Elektriği, şebeke suyu olmayan bir köyden, ilkokulun 2. Sınıfında şehir merkezine taşındık. Köken olarak kafkas göçmeni çerkes bir ailenin çocuğuyum.

O zamanlar yaşlılarımız iyi Türkçe konuşamazdı. Bu nedenle sokakta, evde İletişimimiz adige dili Şapsığ aksanı ile oluyordu.
Köy ilkokulunda bir yıl okudum. Öğrenci ve öğretmen de çerkes olduğu için meramımızı ifade edebileceğim kadar Türkçe konuşabiliyordum. Meğer öyle değilmiş. Konuştuğumu sanıyormuşum.

Şehirdeki okulumda ilk gün, adeta bir kâbustu…
Öğretmen, beni 2/A sınıfına takdim ederken sınıftaki öğrencilerin pek çoğu güldü. Konuşulanları anlamıyordum. Bu sebeple etrafımda söylenenleri meraklı ve ürkek bakışlarla takip ediyordum.
Konya’dan benim gibi gelmiş Ahmet ile ikimizi en arka sıraya oturttu. Ahmet uzun boylu konuşma güçlüğü çeken bir arkadaştı. Yılsonuna kadar ikimiz sınıfın sağ arka sırasında birlikte oturduk.

Ben Türkçe konuşmakta güçlük çekiyordum. Onunda algı sorunu ve öğrenme güçlüğü vardı. Teknik tabirle ikimiz de sorunluyduk…

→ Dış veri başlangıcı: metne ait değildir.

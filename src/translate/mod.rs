//! Translation of coding sequence into amino acids.
//!
//! Only the standard genetic code (NCBI translation table 1) is provided.
//!
//! # Example
//!
//! ```
//! use ferro_annotate::translate::{translate, AminoAcid, CodonTable};
//!
//! let table = CodonTable::standard();
//! let peptide = translate(&table, "ATGGTGTAA");
//! assert_eq!(peptide, vec![AminoAcid::Met, AminoAcid::Val, AminoAcid::Ter]);
//! ```

pub mod codon;

pub use codon::{Base, Codon, CodonTable};

use serde::{Deserialize, Serialize};
use std::fmt;

/// Amino acid enumeration
#[derive(Debug, Clone, Copy, PartialEq, Eq, Hash, Serialize, Deserialize)]
pub enum AminoAcid {
    Ala, // A
    Arg, // R
    Asn, // N
    Asp, // D
    Cys, // C
    Gln, // Q
    Glu, // E
    Gly, // G
    His, // H
    Ile, // I
    Leu, // L
    Lys, // K
    Met, // M
    Phe, // F
    Pro, // P
    Ser, // S
    Thr, // T
    Trp, // W
    Tyr, // Y
    Val, // V
    Ter, // * (stop codon)
    Xaa, // X (unknown)
}

impl AminoAcid {
    /// Get 3-letter code
    pub fn to_three_letter(&self) -> &'static str {
        match self {
            Self::Ala => "Ala",
            Self::Arg => "Arg",
            Self::Asn => "Asn",
            Self::Asp => "Asp",
            Self::Cys => "Cys",
            Self::Gln => "Gln",
            Self::Glu => "Glu",
            Self::Gly => "Gly",
            Self::His => "His",
            Self::Ile => "Ile",
            Self::Leu => "Leu",
            Self::Lys => "Lys",
            Self::Met => "Met",
            Self::Phe => "Phe",
            Self::Pro => "Pro",
            Self::Ser => "Ser",
            Self::Thr => "Thr",
            Self::Trp => "Trp",
            Self::Tyr => "Tyr",
            Self::Val => "Val",
            Self::Ter => "Ter",
            Self::Xaa => "Xaa",
        }
    }

    /// Get 1-letter code
    pub fn to_one_letter(&self) -> char {
        match self {
            Self::Ala => 'A',
            Self::Arg => 'R',
            Self::Asn => 'N',
            Self::Asp => 'D',
            Self::Cys => 'C',
            Self::Gln => 'Q',
            Self::Glu => 'E',
            Self::Gly => 'G',
            Self::His => 'H',
            Self::Ile => 'I',
            Self::Leu => 'L',
            Self::Lys => 'K',
            Self::Met => 'M',
            Self::Phe => 'F',
            Self::Pro => 'P',
            Self::Ser => 'S',
            Self::Thr => 'T',
            Self::Trp => 'W',
            Self::Tyr => 'Y',
            Self::Val => 'V',
            Self::Ter => '*',
            Self::Xaa => 'X',
        }
    }

    /// Parse from 1-letter code (uppercase only)
    pub fn from_one_letter(c: char) -> Option<Self> {
        match c {
            'A' => Some(Self::Ala),
            'R' => Some(Self::Arg),
            'N' => Some(Self::Asn),
            'D' => Some(Self::Asp),
            'C' => Some(Self::Cys),
            'Q' => Some(Self::Gln),
            'E' => Some(Self::Glu),
            'G' => Some(Self::Gly),
            'H' => Some(Self::His),
            'I' => Some(Self::Ile),
            'L' => Some(Self::Leu),
            'K' => Some(Self::Lys),
            'M' => Some(Self::Met),
            'F' => Some(Self::Phe),
            'P' => Some(Self::Pro),
            'S' => Some(Self::Ser),
            'T' => Some(Self::Thr),
            'W' => Some(Self::Trp),
            'Y' => Some(Self::Tyr),
            'V' => Some(Self::Val),
            '*' => Some(Self::Ter),
            'X' => Some(Self::Xaa),
            _ => None,
        }
    }
}

impl fmt::Display for AminoAcid {
    fn fmt(&self, f: &mut fmt::Formatter<'_>) -> fmt::Result {
        write!(f, "{}", self.to_three_letter())
    }
}

/// Translate a coding-sequence fragment codon by codon
///
/// A trailing partial codon is dropped. Codons containing anything other
/// than `ACGTU` translate to [`AminoAcid::Xaa`].
pub fn translate(table: &CodonTable, seq: &str) -> Vec<AminoAcid> {
    seq.as_bytes()
        .chunks_exact(3)
        .map(|chunk| {
            std::str::from_utf8(chunk)
                .ok()
                .and_then(Codon::parse)
                .map(|codon| table.amino_acid_for(&codon))
                .unwrap_or(AminoAcid::Xaa)
        })
        .collect()
}

/// Render amino acids as a compact 1-letter string
pub fn to_one_letter_string(peptide: &[AminoAcid]) -> String {
    peptide.iter().map(AminoAcid::to_one_letter).collect()
}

BİZİ ANLAYAN, ARAYAN, SORAN VE BİZE YOL GÖSTEREN OLMADI. Öğretmenimiz, sınıfın çalışkanları ile meşguldü. Ahmet arkadaşım ve beni ders namına hiçbir konuda ayağa kaldırmadı. Lakin haftada birkaç kez, kara tahtanın sağ cenahındaki çöp tenekesinin önünde tek ayak bekleterek, bizi de unutmadığını gösteriyordu.

O yıl sınıfta kaldık. Keşke sadece sınıfta kalsaydık. Hayattan da kaldık.

Köyde iken herkesin gıpta ile gördüğü şen şakrak esprili bir çocukken, teneffüse çıkamayan pısırık, korkak kimseyle iletişim kuramayan biri olmuştum. Tek arkadaşım Ahmet’ti ama ben de onu hiç anlayamıyordum.
Ertesi yıllar değişmedi. Konuşmayı öğrenmiştim. Ancak konuşacak bir şey bulamıyordum.
Başarısız, çok kötü ilkokul dönemi geçirdim. Ortaokulda başaramayacağım için, demirci dükkânına çırak olarak yerleştirildim. Ahmet te ilkokulu bitiremeden kiremit ocağında çalışmaya başladı. Hayatı, orada geçti..

Daha sonra çevre baskısı ile sanayiden alınarak ortaokula gönderildim. Lakin durum değişmedi. Maalesef, başarısızlık yakamı bırakmıyordu. Zar zor sınıf geçerek 3. Sınıfa gelebildim.
Birinci dönem ortasıydı, Türkçe öğretmenim dersten sonra seninle görüşelim dediğinde çok korkmuştum. Yine ne oldu diye endişelendim.
Çok şaşırdığım bir şey oldu. İlk kez bana bir görev verildi. Belki de görev verilecek son kişiye, Sesi soluğu çıkmayan, derse katılmayan bana,  OKUL GECESİNDE GÖREV VERİLDİ.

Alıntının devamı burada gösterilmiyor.